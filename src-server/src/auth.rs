use std::collections::HashMap;
use std::sync::{Arc, Mutex};
use std::time::{Duration, SystemTime, UNIX_EPOCH};

use argon2::{
    password_hash::{Error as PasswordHashError, PasswordHash, PasswordVerifier},
    Argon2,
};
use axum::{
    body::Body,
    extract::{Query, State},
    http::{header::AUTHORIZATION, Request, StatusCode},
    middleware::Next,
    response::{IntoResponse, Redirect, Response},
    Json,
};
use base64::{
    engine::general_purpose::{STANDARD as BASE64, URL_SAFE_NO_PAD as BASE64_URL},
    Engine as _,
};
use jsonwebtoken::{decode, encode, Algorithm, DecodingKey, EncodingKey, Header, Validation};
use rand::{rngs::OsRng, RngCore};
use serde::{Deserialize, Serialize};

use crate::main_lib::AppState;

/// How long an issued one-time code stays exchangeable.
const ONE_TIME_CODE_TTL: Duration = Duration::from_secs(10 * 60);

#[derive(Clone)]
pub struct AuthConfig {
    pub password_hash: Option<String>,
    pub jwt_secret: Vec<u8>,
    pub access_token_ttl: Duration,
}

pub struct AuthManager {
    password_hash: Option<String>,
    encoding_key: EncodingKey,
    decoding_key: DecodingKey,
    validation: Validation,
    token_ttl: Duration,
    pending_codes: Mutex<HashMap<String, PendingCode>>,
}

struct PendingCode {
    subject: String,
    expires_at: SystemTime,
}

#[derive(Debug)]
pub enum AuthError {
    Unauthorized,
    InvalidCredentials,
    MissingIdentifier,
    NotConfigured,
    Upstream(String),
    Internal(String),
}

#[derive(Serialize)]
struct AuthErrorBody {
    code: u16,
    message: String,
}

#[derive(Debug, Serialize, Deserialize)]
struct Claims {
    sub: String,
    exp: usize,
    iat: usize,
}

#[derive(Deserialize)]
pub struct LoginRequest {
    pub password: String,
}

#[derive(Serialize)]
#[serde(rename_all = "camelCase")]
pub struct LoginResponse {
    pub access_token: String,
    pub token_type: String,
    pub expires_in: u64,
}

#[derive(Serialize)]
#[serde(rename_all = "camelCase")]
pub struct AuthStatusResponse {
    pub requires_password: bool,
}

impl AuthManager {
    pub fn new(config: &AuthConfig) -> anyhow::Result<Self> {
        if let Some(hash) = &config.password_hash {
            PasswordHash::new(hash)?;
        }
        let encoding_key = EncodingKey::from_secret(&config.jwt_secret);
        let decoding_key = DecodingKey::from_secret(&config.jwt_secret);
        let mut validation = Validation::new(Algorithm::HS256);
        validation.validate_exp = true;
        Ok(Self {
            password_hash: config.password_hash.clone(),
            encoding_key,
            decoding_key,
            validation,
            token_ttl: config.access_token_ttl,
            pending_codes: Mutex::new(HashMap::new()),
        })
    }

    pub fn verify_password(&self, candidate: &str) -> Result<(), AuthError> {
        let Some(stored) = &self.password_hash else {
            return Err(AuthError::NotConfigured);
        };
        let parsed = PasswordHash::new(stored).map_err(|e| {
            AuthError::Internal(format!("Invalid password hash configuration: {e}"))
        })?;
        Argon2::default()
            .verify_password(candidate.as_bytes(), &parsed)
            .map_err(|err| match err {
                PasswordHashError::Password => AuthError::InvalidCredentials,
                other => AuthError::Internal(format!("Password verification failed: {other}")),
            })
    }

    pub fn issue_token(&self, subject: &str) -> Result<String, AuthError> {
        let now = SystemTime::now()
            .duration_since(UNIX_EPOCH)
            .map_err(|_| AuthError::Internal("System clock is before UNIX_EPOCH".into()))?;
        let exp = now + self.token_ttl;
        let claims = Claims {
            sub: subject.to_string(),
            iat: now.as_secs() as usize,
            exp: exp.as_secs() as usize,
        };
        encode(&Header::default(), &claims, &self.encoding_key)
            .map_err(|e| AuthError::Internal(format!("Failed to sign token: {e}")))
    }

    pub fn validate_token(&self, token: &str) -> Result<(), AuthError> {
        decode::<Claims>(token, &self.decoding_key, &self.validation)
            .map(|_| ())
            .map_err(|err| match err.kind() {
                jsonwebtoken::errors::ErrorKind::ExpiredSignature
                | jsonwebtoken::errors::ErrorKind::InvalidToken
                | jsonwebtoken::errors::ErrorKind::InvalidSignature
                | jsonwebtoken::errors::ErrorKind::MissingRequiredClaim(_) => {
                    AuthError::Unauthorized
                }
                other => AuthError::Internal(format!("Failed to validate token: {other:?}")),
            })
    }

    pub fn expires_in(&self) -> Duration {
        self.token_ttl
    }

    /// Issues a single-use code for the given identifier (email or phone).
    /// Delivering it is someone else's job.
    pub fn begin_otp(&self, subject: &str) -> String {
        let mut bytes = [0u8; 24];
        OsRng.fill_bytes(&mut bytes);
        let code = BASE64_URL.encode(bytes);

        self.pending_codes.lock().unwrap().insert(
            code.clone(),
            PendingCode {
                subject: subject.to_string(),
                expires_at: SystemTime::now() + ONE_TIME_CODE_TTL,
            },
        );
        code
    }

    /// Exchanges a one-time code for a session token. Codes are single-use
    /// and expire after [`ONE_TIME_CODE_TTL`].
    pub fn exchange_code(&self, code: &str) -> Result<String, AuthError> {
        let pending = self
            .pending_codes
            .lock()
            .unwrap()
            .remove(code)
            .ok_or(AuthError::InvalidCredentials)?;
        if pending.expires_at < SystemTime::now() {
            return Err(AuthError::InvalidCredentials);
        }
        self.issue_token(&pending.subject)
    }
}

impl IntoResponse for AuthError {
    fn into_response(self) -> Response {
        let (status, message) = match self {
            AuthError::Unauthorized => (StatusCode::UNAUTHORIZED, "Unauthorized".to_string()),
            AuthError::InvalidCredentials => {
                (StatusCode::UNAUTHORIZED, "Invalid credentials".to_string())
            }
            AuthError::MissingIdentifier => (
                StatusCode::BAD_REQUEST,
                "Email or phone is required".to_string(),
            ),
            AuthError::NotConfigured => (
                StatusCode::NOT_FOUND,
                "Authentication is not configured for this server".to_string(),
            ),
            AuthError::Upstream(msg) => (StatusCode::BAD_REQUEST, msg),
            AuthError::Internal(msg) => (StatusCode::INTERNAL_SERVER_ERROR, msg),
        };
        let body = Json(AuthErrorBody {
            code: status.as_u16(),
            message,
        });
        (status, body).into_response()
    }
}

pub fn decode_secret_key(raw: &str) -> anyhow::Result<Vec<u8>> {
    let trimmed = raw.trim();
    if trimmed.is_empty() {
        anyhow::bail!("JWT secret cannot be empty");
    }
    let decoded = match BASE64.decode(trimmed) {
        Ok(bytes) => bytes,
        Err(_) if trimmed.len() == 32 => trimmed.as_bytes().to_vec(),
        Err(_) => {
            anyhow::bail!("JWT secret must be base64 encoded or a 32-byte ASCII string")
        }
    };

    if decoded.len() != 32 {
        anyhow::bail!("JWT secret must decode to exactly 32 bytes");
    }

    Ok(decoded)
}

pub async fn login(
    State(state): State<Arc<AppState>>,
    Json(payload): Json<LoginRequest>,
) -> Result<Json<LoginResponse>, AuthError> {
    let auth = state.auth.as_ref().ok_or(AuthError::NotConfigured)?.clone();
    auth.verify_password(&payload.password)?;
    let token = auth.issue_token("finitive-web")?;
    Ok(Json(LoginResponse {
        access_token: token,
        token_type: "Bearer".to_string(),
        expires_in: auth.expires_in().as_secs(),
    }))
}

pub async fn auth_status(State(state): State<Arc<AppState>>) -> Json<AuthStatusResponse> {
    Json(AuthStatusResponse {
        requires_password: state
            .auth
            .as_ref()
            .is_some_and(|auth| auth.password_hash.is_some()),
    })
}

#[derive(Deserialize)]
#[serde(rename_all = "camelCase")]
pub struct OtpRequest {
    pub email: Option<String>,
    pub phone: Option<String>,
    pub mode: Option<String>,
    pub redirect_to: Option<String>,
}

#[derive(Serialize)]
#[serde(rename_all = "camelCase")]
pub struct OtpResponse {
    pub data: OtpReceipt,
}

#[derive(Serialize)]
#[serde(rename_all = "camelCase")]
pub struct OtpReceipt {
    pub delivered_to: String,
    pub mode: String,
}

/// POST /auth/callback: issue a one-time code / magic link for an email or
/// phone identifier. Delivery mechanics live outside this server; the link
/// is written to the log.
pub async fn begin_otp(
    State(state): State<Arc<AppState>>,
    Json(payload): Json<OtpRequest>,
) -> Result<Json<OtpResponse>, AuthError> {
    let auth = state.auth.as_ref().ok_or_else(|| {
        AuthError::Upstream("Authentication is not configured for this server".to_string())
    })?;

    let subject = payload
        .email
        .as_deref()
        .filter(|s| !s.is_empty())
        .or(payload.phone.as_deref().filter(|s| !s.is_empty()))
        .ok_or(AuthError::MissingIdentifier)?;

    let code = auth.begin_otp(subject);
    let redirect_to = payload
        .redirect_to
        .unwrap_or_else(|| "/auth/callback".to_string());
    tracing::info!(
        "One-time code issued for {}: {}?code={}",
        subject,
        redirect_to,
        code
    );

    Ok(Json(OtpResponse {
        data: OtpReceipt {
            delivered_to: subject.to_string(),
            mode: payload.mode.unwrap_or_else(|| "otp".to_string()),
        },
    }))
}

#[derive(Deserialize)]
pub struct ExchangeQuery {
    pub code: Option<String>,
}

/// GET /auth/callback?code=... exchanges an authorization code for a
/// session, then redirect to the site root. A missing or invalid code still
/// lands on the root, just without a session.
pub async fn exchange_code(
    State(state): State<Arc<AppState>>,
    Query(query): Query<ExchangeQuery>,
) -> Redirect {
    let Some(auth) = state.auth.clone() else {
        return Redirect::to("/");
    };

    match query.code.as_deref().map(|code| auth.exchange_code(code)) {
        Some(Ok(token)) => Redirect::to(&format!("/?accessToken={}", token)),
        _ => Redirect::to("/"),
    }
}

pub async fn require_jwt(
    State(state): State<Arc<AppState>>,
    mut request: Request<Body>,
    next: Next,
) -> Result<Response, AuthError> {
    request.extensions_mut().insert(state.clone());

    let Some(auth) = state.auth.clone() else {
        return Ok(next.run(request).await);
    };

    let header = request
        .headers()
        .get(AUTHORIZATION)
        .and_then(|value| value.to_str().ok())
        .ok_or(AuthError::Unauthorized)?;

    let mut parts = header.splitn(2, ' ');
    let (Some(scheme), Some(token)) = (parts.next(), parts.next()) else {
        return Err(AuthError::Unauthorized);
    };

    if !scheme.eq_ignore_ascii_case("Bearer") {
        return Err(AuthError::Unauthorized);
    }

    let token = token.trim();
    if token.is_empty() {
        return Err(AuthError::Unauthorized);
    }

    auth.validate_token(token)?;
    Ok(next.run(request).await)
}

▶ Exercise prompt:
For each line above that holds the string "async", provide a copy of that line.

▶ Solution to this problem:
pub async fn login(
pub async fn auth_status(State(state): State<Arc<AppState>>) -> Json<AuthStatusResponse> {
pub async fn begin_otp(
pub async fn exchange_code(
pub async fn require_jwt(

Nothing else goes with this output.